Не обращая внимания на взбунтовавшееся чутье и неприятное покалывание в кончиках пальцев, он тяжело опустился на колени рядом с сундучком и поднял крышку.
Калеб негромко присвистнул от удивления, чувствуя, как у него перехватило дыхание. Он все-таки сорвал джекпот!
Нашел клад, закопанный пиратами на берегу, Святой Грааль рыцарей-крестоносцев, горшок с золотом на конце радуги. Он уставился на россыпь сверкающих монет с изображениями богинь и королей, индейцев и орлов. Слитки золота просвечивали сквозь длинные пряди богатого… Меха.
Котиковая шкура.
Сердце кузнечным молотом бухало в груди. Шкура Гвинет? Или Дилана?

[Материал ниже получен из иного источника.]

//! 結合テスト用のアプリケーションビルダー
//!
//! インメモリリポジトリを注入した Router と、テストから状態を覗くための
//! リポジトリのハンドルをまとめて返す。

use std::{sync::Arc, time::Duration};

use axum::Router;
use chrono::{DateTime, TimeZone, Utc};
use nailbook_domain::{
    booking::TransitionPolicy,
    clock::FixedClock,
    notification::NotificationJob,
    service::{Price, Service, ServiceCategory, ServiceId},
};
use nailbook_infra::{
    mock::{
        MockBookingRepository,
        MockContactMessageRepository,
        MockGalleryImageRepository,
        MockNewsletterSubscriberRepository,
        MockServiceRepository,
        MockTestimonialRepository,
    },
    notification::{MailDispatcher, MailSender},
    thumbnail::{DisabledThumbnailHook, ThumbnailHook},
};

use crate::{
    app::{AppDependencies, build_app},
    config::RunnerConfig,
    notification::{
        BackgroundNotificationScheduler,
        NotificationPipeline,
        NotificationRenderer,
        NotificationScheduler,
        NotificationSources,
        RecordingNotificationScheduler,
    },
    runner::{BackgroundRunner, RunnerHandle},
};

/// テストで使う管理者アドレス
pub const ADMIN_EMAIL: &str = "owner@naildbybola.test";

/// テスト中の「現在時刻」（2026-05-01 09:00 UTC）
pub fn test_now() -> DateTime<Utc> {
    Utc.with_ymd_and_hms(2026, 5, 1, 9, 0, 0).unwrap()
}

/// ID 42 の有効な施術メニュー（60 分、4500.00）
pub fn gel_manicure() -> Service {
    Service {
        id:               ServiceId::new(42),
        name:             "Gel Manicure".to_string(),
        category:         ServiceCategory::Nails,
        description:      "Long-lasting gel polish".to_string(),
        price:            Price::from_minor_units(450_000).unwrap(),
        duration_minutes: 60,
        is_featured:      true,
        is_active:        true,
        image:            None,
        second_image:     None,
        created_at:       test_now(),
        updated_at:       test_now(),
    }
}

/// モックを注入したアプリケーション
pub struct TestApp {
    pub router:       Router,
    pub services:     MockServiceRepository,
    pub bookings:     MockBookingRepository,
    pub contacts:     MockContactMessageRepository,
    pub subscribers:  MockNewsletterSubscriberRepository,
    pub testimonials: MockTestimonialRepository,
    pub gallery:      MockGalleryImageRepository,
    /// 送信者を指定しなかった場合に通知ジョブが記録される
    pub recorded:     RecordingNotificationScheduler,
    handle:           RunnerHandle,
}

impl TestApp {
    /// スケジュールされた通知ジョブ
    pub fn jobs(&self) -> Vec<NotificationJob> {
        self.recorded.jobs()
    }

    /// バックグラウンドジョブの完了を待つ
    pub async fn drain(self) {
        self.handle.shutdown(Duration::from_secs(5)).await;
    }
}

/// [`TestApp`] のビルダー
pub struct TestAppBuilder {
    admin_email: Option<String>,
    policy:      TransitionPolicy,
    thumbnails:  Arc<dyn ThumbnailHook>,
    mail_sender: Option<Arc<dyn MailSender>>,
}

impl Default for TestAppBuilder {
    fn default() -> Self {
        Self {
            admin_email: Some(ADMIN_EMAIL.to_string()),
            policy:      TransitionPolicy::default(),
            thumbnails:  Arc::new(DisabledThumbnailHook),
            mail_sender: None,
        }
    }
}

impl TestAppBuilder {
    pub fn new() -> Self {
        Self::default()
    }

    pub fn admin_email(mut self, admin_email: Option<&str>) -> Self {
        self.admin_email = admin_email.map(str::to_string);
        self
    }

    pub fn transition_policy(mut self, policy: TransitionPolicy) -> Self {
        self.policy = policy;
        self
    }

    pub fn thumbnails(mut self, hook: Arc<dyn ThumbnailHook>) -> Self {
        self.thumbnails = hook;
        self
    }

    /// 実際の通知パイプライン（描画 → 送信）を指定した送信者で動かす
    pub fn mail_sender(mut self, sender: Arc<dyn MailSender>) -> Self {
        self.mail_sender = Some(sender);
        self
    }

    /// tokio ランタイム上で呼び出すこと
    pub fn build(self) -> TestApp {
        let services = MockServiceRepository::new();
        services.add_service(gel_manicure());
        let bookings = MockBookingRepository::new();
        let contacts = MockContactMessageRepository::new();
        let subscribers = MockNewsletterSubscriberRepository::new();
        let testimonials = MockTestimonialRepository::new();
        let gallery = MockGalleryImageRepository::new();
        let recorded = RecordingNotificationScheduler::new();

        let (runner, handle) = BackgroundRunner::start(&RunnerConfig::default());

        let scheduler: Arc<dyn NotificationScheduler> = match self.mail_sender {
            Some(sender) => {
                let pipeline = NotificationPipeline::new(
                    NotificationRenderer::new().unwrap(),
                    MailDispatcher::new(sender),
                    "noreply@naildbybola.test".to_string(),
                    NotificationSources {
                        bookings:    Arc::new(bookings.clone()),
                        services:    Arc::new(services.clone()),
                        contacts:    Arc::new(contacts.clone()),
                        subscribers: Arc::new(subscribers.clone()),
                    },
                );
                Arc::new(BackgroundNotificationScheduler::new(
                    runner.clone(),
                    Arc::new(pipeline),
                ))
            }
            None => Arc::new(recorded.clone()),
        };

        let router = build_app(AppDependencies {
            services: Arc::new(services.clone()),
            bookings: Arc::new(bookings.clone()),
            contacts: Arc::new(contacts.clone()),
            subscribers: Arc::new(subscribers.clone()),
            testimonials: Arc::new(testimonials.clone()),
            gallery: Arc::new(gallery.clone()),
            scheduler,
            thumbnails: self.thumbnails,
            runner,
            clock: Arc::new(FixedClock::new(test_now())),
            admin_email: self.admin_email,
            transition_policy: self.policy,
        });

        TestApp {
            router,
            services,
            bookings,
            contacts,
            subscribers,
            testimonials,
            gallery,
            recorded,
            handle,
        }
    }
}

Только Мэгги могла дать ответ на этот вопрос.
Значит, надо позвать ее.
Он видел, что сделал демон с ее погибшей подругой. Мэгги жаловалась на то, что Калеб не понимает, с чем им пришлось столкнуться, но он хорошо знал обличья зла. В конце концов, он был полицейским. Солдатом. Он видел умерших детей и избитых жен, застреленных владельцев магазинов и взорванных школьников. Он знал, что могут сотворить с себе подобными люди, обуреваемые ненавистью или жадностью, одержимые высокоумной политической риторикой или религиозным исступлением.
С жалким оружием в руках он сражался против врага, которого невозможно победить, против бедности, преступности и безнадежности, против фанатиков и инсургентов.